(Saved entries)
* * *

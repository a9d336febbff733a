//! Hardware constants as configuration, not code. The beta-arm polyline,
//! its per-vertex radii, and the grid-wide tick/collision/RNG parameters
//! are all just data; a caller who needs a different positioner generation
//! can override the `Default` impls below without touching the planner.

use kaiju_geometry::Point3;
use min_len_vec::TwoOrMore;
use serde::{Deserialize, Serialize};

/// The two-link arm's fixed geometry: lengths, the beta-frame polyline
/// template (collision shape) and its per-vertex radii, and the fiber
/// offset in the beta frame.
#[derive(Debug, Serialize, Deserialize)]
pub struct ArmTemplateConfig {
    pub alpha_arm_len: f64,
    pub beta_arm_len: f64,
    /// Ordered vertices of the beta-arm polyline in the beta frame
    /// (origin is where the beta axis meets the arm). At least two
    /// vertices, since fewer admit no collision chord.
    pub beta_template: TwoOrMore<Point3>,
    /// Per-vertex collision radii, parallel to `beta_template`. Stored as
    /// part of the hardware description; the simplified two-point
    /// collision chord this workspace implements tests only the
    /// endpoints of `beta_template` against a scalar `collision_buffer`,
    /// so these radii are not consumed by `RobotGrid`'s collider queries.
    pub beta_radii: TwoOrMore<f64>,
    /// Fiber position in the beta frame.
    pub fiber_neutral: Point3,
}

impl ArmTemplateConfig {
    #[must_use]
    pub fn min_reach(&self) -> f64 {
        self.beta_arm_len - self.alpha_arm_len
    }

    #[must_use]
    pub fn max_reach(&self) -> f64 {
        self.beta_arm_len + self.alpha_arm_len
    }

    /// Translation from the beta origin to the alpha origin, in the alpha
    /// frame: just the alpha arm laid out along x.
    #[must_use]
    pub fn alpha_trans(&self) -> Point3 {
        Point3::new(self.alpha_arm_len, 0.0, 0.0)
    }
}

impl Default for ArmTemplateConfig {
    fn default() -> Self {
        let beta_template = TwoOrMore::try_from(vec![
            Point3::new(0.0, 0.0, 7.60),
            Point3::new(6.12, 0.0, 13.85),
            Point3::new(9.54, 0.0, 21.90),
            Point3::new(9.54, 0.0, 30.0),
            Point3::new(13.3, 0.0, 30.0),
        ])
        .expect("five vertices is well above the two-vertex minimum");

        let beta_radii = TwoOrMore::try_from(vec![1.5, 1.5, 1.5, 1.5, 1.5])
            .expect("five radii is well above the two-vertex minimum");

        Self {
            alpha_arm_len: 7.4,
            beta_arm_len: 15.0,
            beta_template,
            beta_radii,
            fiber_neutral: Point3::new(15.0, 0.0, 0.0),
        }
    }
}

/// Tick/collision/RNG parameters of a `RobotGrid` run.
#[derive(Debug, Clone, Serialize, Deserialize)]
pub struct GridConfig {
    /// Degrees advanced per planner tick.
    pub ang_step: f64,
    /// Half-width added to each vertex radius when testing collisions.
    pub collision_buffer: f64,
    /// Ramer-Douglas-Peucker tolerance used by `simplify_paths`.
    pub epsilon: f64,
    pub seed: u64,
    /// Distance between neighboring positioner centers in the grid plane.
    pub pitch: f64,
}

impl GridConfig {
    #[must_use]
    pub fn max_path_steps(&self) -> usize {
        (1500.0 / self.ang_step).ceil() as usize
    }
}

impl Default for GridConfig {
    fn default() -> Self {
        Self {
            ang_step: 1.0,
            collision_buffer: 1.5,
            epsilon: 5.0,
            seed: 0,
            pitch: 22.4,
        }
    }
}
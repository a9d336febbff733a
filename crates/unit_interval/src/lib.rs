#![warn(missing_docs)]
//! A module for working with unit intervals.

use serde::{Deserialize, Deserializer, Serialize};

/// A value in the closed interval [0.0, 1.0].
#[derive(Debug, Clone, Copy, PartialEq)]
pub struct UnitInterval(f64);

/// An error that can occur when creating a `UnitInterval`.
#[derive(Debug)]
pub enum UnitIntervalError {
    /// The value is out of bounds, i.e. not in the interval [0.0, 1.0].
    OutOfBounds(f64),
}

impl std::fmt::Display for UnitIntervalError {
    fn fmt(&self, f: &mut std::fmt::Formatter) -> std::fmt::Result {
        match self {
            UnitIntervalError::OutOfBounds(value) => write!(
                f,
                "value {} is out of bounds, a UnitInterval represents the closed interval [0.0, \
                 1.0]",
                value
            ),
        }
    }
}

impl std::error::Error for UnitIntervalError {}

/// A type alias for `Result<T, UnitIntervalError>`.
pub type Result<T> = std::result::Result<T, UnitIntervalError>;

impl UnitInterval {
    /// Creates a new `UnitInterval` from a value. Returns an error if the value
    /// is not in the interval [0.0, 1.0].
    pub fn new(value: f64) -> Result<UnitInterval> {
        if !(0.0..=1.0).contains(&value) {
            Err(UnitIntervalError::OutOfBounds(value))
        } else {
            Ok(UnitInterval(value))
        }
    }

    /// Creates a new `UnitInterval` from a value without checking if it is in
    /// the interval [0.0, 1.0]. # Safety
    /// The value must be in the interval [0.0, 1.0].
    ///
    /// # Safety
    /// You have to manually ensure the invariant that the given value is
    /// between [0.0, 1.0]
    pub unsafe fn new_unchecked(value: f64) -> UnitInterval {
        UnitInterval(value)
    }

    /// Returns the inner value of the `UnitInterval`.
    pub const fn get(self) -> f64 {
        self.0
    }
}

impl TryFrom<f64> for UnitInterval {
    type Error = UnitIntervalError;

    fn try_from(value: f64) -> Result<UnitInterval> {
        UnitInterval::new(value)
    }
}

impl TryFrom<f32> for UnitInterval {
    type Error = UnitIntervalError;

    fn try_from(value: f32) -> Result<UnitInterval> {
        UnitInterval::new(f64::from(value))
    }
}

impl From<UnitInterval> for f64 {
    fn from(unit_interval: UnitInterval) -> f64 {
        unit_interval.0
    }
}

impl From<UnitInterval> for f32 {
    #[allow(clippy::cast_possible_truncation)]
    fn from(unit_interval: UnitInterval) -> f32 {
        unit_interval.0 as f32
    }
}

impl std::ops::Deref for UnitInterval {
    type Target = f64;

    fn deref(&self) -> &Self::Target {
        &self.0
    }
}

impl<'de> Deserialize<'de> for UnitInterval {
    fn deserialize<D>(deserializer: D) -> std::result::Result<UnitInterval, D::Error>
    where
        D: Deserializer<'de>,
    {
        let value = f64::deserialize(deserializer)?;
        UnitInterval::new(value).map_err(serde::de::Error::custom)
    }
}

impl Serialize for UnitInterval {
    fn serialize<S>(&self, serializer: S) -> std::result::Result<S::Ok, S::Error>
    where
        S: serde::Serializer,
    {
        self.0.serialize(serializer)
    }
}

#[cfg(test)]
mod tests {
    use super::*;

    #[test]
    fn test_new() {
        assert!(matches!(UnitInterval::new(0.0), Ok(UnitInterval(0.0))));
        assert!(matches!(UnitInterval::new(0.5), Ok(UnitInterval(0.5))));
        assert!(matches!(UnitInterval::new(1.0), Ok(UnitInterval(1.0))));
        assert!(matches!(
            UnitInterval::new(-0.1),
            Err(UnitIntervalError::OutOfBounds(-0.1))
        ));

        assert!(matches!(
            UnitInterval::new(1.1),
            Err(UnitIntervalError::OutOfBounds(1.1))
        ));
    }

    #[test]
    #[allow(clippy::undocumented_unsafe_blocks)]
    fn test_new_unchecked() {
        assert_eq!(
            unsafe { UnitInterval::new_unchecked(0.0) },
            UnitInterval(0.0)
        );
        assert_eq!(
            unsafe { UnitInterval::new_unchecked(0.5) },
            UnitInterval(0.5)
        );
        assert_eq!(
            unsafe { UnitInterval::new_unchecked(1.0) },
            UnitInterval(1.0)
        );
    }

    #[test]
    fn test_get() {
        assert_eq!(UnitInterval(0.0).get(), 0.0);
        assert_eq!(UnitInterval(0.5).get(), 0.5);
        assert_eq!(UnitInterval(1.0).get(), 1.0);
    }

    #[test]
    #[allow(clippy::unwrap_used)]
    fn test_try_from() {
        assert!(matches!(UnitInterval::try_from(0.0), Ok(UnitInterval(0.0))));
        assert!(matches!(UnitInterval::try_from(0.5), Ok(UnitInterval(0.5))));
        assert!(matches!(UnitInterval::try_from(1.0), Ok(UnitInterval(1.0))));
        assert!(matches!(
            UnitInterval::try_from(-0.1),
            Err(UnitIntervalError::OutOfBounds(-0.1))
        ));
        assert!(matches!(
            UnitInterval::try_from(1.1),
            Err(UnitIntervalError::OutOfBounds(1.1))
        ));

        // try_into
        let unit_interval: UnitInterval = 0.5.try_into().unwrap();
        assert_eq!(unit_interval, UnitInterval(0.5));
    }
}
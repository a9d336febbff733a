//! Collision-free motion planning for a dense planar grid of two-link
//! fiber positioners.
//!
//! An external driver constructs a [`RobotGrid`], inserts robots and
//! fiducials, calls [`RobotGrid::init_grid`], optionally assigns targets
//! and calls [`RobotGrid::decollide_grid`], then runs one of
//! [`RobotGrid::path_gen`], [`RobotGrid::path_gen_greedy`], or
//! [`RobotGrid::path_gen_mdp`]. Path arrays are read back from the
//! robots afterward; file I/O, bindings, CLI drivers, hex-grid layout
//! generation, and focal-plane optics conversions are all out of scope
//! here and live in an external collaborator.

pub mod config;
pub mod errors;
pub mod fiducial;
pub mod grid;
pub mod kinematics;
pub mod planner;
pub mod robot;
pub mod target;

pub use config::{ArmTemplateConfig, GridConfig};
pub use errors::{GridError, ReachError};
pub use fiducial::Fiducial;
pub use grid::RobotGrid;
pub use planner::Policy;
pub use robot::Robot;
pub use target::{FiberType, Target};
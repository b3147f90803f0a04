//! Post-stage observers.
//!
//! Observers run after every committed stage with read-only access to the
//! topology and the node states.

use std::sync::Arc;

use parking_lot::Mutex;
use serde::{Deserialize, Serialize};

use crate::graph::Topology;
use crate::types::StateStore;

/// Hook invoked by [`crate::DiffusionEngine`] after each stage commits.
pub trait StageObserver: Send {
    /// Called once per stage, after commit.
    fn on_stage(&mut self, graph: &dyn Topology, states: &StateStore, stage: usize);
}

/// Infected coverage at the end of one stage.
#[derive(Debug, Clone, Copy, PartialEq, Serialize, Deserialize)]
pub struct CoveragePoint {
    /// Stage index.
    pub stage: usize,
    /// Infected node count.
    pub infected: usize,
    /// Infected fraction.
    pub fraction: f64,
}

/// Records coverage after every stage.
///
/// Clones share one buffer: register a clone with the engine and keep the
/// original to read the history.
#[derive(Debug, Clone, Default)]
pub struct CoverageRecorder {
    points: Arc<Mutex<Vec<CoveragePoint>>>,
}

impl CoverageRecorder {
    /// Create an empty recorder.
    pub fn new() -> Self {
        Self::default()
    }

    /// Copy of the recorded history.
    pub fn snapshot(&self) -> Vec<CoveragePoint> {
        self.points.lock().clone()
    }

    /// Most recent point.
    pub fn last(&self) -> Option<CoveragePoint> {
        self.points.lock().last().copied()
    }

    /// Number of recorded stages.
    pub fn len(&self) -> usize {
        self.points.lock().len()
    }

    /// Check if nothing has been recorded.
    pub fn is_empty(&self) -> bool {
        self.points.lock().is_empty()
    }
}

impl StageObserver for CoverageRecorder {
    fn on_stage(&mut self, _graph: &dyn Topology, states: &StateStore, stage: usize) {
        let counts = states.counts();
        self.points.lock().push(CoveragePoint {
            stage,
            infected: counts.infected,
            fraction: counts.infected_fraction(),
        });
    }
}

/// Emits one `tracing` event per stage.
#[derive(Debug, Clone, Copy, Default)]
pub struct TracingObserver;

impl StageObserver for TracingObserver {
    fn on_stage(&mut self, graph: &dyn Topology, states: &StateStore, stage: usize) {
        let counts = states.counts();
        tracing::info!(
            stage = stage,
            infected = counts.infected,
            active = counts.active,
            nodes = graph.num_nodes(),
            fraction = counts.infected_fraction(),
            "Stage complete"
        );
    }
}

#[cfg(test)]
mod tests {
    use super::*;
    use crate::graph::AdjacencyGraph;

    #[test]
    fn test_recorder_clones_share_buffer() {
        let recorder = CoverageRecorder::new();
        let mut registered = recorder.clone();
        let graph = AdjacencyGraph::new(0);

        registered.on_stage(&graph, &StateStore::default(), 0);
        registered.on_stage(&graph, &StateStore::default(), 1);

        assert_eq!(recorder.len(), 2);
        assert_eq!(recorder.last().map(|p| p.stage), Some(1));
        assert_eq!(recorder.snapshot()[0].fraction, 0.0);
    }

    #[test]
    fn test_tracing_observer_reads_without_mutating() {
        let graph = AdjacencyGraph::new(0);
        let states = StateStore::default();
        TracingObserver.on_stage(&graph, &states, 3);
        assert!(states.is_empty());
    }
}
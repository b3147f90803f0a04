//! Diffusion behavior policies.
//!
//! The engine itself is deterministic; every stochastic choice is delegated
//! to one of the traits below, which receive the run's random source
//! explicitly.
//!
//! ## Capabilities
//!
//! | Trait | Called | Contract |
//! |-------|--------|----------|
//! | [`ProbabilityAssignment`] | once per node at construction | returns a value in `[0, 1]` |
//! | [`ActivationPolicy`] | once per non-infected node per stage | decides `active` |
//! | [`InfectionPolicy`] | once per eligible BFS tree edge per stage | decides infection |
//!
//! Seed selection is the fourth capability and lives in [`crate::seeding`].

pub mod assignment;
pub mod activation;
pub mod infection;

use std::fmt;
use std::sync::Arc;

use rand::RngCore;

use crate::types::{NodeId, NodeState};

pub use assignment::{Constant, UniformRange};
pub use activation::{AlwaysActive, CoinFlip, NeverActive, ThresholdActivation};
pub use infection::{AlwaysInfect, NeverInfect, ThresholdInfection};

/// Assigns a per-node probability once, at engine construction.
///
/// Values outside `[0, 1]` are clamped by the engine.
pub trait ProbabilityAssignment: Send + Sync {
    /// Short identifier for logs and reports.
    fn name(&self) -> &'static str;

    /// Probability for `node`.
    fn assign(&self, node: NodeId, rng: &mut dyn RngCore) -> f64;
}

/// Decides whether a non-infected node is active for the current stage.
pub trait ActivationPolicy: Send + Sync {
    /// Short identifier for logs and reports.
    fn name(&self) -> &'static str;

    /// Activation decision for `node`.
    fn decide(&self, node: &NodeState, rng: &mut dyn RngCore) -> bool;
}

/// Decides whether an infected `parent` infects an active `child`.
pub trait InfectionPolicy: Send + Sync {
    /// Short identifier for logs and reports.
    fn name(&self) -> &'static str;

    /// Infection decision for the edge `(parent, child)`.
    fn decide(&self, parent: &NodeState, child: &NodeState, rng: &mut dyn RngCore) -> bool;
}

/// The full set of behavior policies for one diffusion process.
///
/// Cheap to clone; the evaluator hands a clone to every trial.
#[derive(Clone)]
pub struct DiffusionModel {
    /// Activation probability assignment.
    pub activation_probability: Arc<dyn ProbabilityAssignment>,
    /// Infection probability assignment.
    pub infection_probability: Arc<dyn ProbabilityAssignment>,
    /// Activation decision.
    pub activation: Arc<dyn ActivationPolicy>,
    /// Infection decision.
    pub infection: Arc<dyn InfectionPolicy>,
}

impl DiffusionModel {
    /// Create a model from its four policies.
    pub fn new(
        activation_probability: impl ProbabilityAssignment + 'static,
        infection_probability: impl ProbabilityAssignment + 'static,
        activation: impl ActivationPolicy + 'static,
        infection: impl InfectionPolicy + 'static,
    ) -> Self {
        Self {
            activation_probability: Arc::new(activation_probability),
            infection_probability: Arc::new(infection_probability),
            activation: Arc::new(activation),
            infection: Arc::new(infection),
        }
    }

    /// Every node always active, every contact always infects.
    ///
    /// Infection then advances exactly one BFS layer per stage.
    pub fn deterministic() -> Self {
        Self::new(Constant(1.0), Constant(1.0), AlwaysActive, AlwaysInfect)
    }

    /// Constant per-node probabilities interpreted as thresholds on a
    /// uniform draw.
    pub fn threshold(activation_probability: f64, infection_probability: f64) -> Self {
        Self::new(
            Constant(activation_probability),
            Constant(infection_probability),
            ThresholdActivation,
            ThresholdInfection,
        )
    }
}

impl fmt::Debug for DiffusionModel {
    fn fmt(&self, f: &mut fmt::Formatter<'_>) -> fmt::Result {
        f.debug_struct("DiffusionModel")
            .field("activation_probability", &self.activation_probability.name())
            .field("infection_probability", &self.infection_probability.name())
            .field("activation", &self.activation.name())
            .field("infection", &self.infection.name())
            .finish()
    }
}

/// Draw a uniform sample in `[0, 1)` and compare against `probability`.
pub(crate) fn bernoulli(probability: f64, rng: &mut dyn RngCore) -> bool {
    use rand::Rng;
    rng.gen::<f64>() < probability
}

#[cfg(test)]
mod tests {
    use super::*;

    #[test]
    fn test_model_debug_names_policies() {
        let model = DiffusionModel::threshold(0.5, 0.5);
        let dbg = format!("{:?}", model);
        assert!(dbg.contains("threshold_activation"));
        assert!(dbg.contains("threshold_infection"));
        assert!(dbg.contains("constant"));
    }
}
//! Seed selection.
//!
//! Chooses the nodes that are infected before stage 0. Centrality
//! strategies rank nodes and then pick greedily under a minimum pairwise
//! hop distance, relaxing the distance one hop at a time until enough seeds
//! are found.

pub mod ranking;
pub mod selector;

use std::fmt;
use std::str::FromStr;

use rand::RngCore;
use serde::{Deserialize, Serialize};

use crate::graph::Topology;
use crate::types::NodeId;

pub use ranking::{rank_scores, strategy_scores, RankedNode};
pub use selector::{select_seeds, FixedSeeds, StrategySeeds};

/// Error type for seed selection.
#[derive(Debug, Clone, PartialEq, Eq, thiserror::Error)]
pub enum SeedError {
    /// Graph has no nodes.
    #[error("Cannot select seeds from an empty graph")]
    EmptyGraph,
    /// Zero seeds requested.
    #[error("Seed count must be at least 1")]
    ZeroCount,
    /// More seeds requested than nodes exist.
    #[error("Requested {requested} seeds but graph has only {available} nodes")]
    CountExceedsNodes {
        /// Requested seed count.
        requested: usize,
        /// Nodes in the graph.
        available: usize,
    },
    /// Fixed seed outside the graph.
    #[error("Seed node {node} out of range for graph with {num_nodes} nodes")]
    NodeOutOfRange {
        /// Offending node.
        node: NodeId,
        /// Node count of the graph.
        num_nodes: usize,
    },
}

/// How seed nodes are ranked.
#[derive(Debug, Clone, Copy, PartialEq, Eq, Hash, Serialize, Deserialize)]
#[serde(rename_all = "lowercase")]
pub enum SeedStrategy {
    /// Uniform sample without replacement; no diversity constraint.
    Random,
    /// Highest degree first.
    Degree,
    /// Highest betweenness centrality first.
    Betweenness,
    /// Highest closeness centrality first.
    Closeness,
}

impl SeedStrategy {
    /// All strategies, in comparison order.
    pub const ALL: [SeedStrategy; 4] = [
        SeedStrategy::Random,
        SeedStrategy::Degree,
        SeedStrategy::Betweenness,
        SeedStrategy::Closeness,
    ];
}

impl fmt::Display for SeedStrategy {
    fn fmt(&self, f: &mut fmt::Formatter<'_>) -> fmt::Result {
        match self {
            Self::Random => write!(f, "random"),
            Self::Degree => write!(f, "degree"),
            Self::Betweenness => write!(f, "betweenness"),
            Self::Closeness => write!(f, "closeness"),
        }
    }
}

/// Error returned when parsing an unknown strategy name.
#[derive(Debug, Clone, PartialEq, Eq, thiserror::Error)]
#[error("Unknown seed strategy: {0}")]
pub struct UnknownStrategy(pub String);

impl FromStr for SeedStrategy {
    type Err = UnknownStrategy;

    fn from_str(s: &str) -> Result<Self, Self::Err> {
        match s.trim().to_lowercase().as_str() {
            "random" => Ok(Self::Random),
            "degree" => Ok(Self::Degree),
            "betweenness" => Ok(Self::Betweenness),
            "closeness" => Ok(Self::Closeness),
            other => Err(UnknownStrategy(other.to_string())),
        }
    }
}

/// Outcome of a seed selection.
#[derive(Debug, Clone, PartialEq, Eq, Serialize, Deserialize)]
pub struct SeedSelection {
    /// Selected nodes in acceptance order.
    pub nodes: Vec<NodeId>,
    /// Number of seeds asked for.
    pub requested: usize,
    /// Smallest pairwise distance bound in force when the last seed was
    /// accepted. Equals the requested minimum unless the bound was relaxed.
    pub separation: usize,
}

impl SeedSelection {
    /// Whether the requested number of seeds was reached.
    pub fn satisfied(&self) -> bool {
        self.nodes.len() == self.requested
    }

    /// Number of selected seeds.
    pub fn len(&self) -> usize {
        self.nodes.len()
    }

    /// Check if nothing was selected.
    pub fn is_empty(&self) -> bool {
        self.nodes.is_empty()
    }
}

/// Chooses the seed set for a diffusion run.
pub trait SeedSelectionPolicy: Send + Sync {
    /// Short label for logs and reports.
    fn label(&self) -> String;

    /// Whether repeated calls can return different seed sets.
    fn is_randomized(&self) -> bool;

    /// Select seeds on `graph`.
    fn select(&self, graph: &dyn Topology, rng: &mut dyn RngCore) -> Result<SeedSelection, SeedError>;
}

* * *

ACTIVITY - Determine how many lines of the entries hold "Highest", and reply with that number only.

RESULT BELOW - 3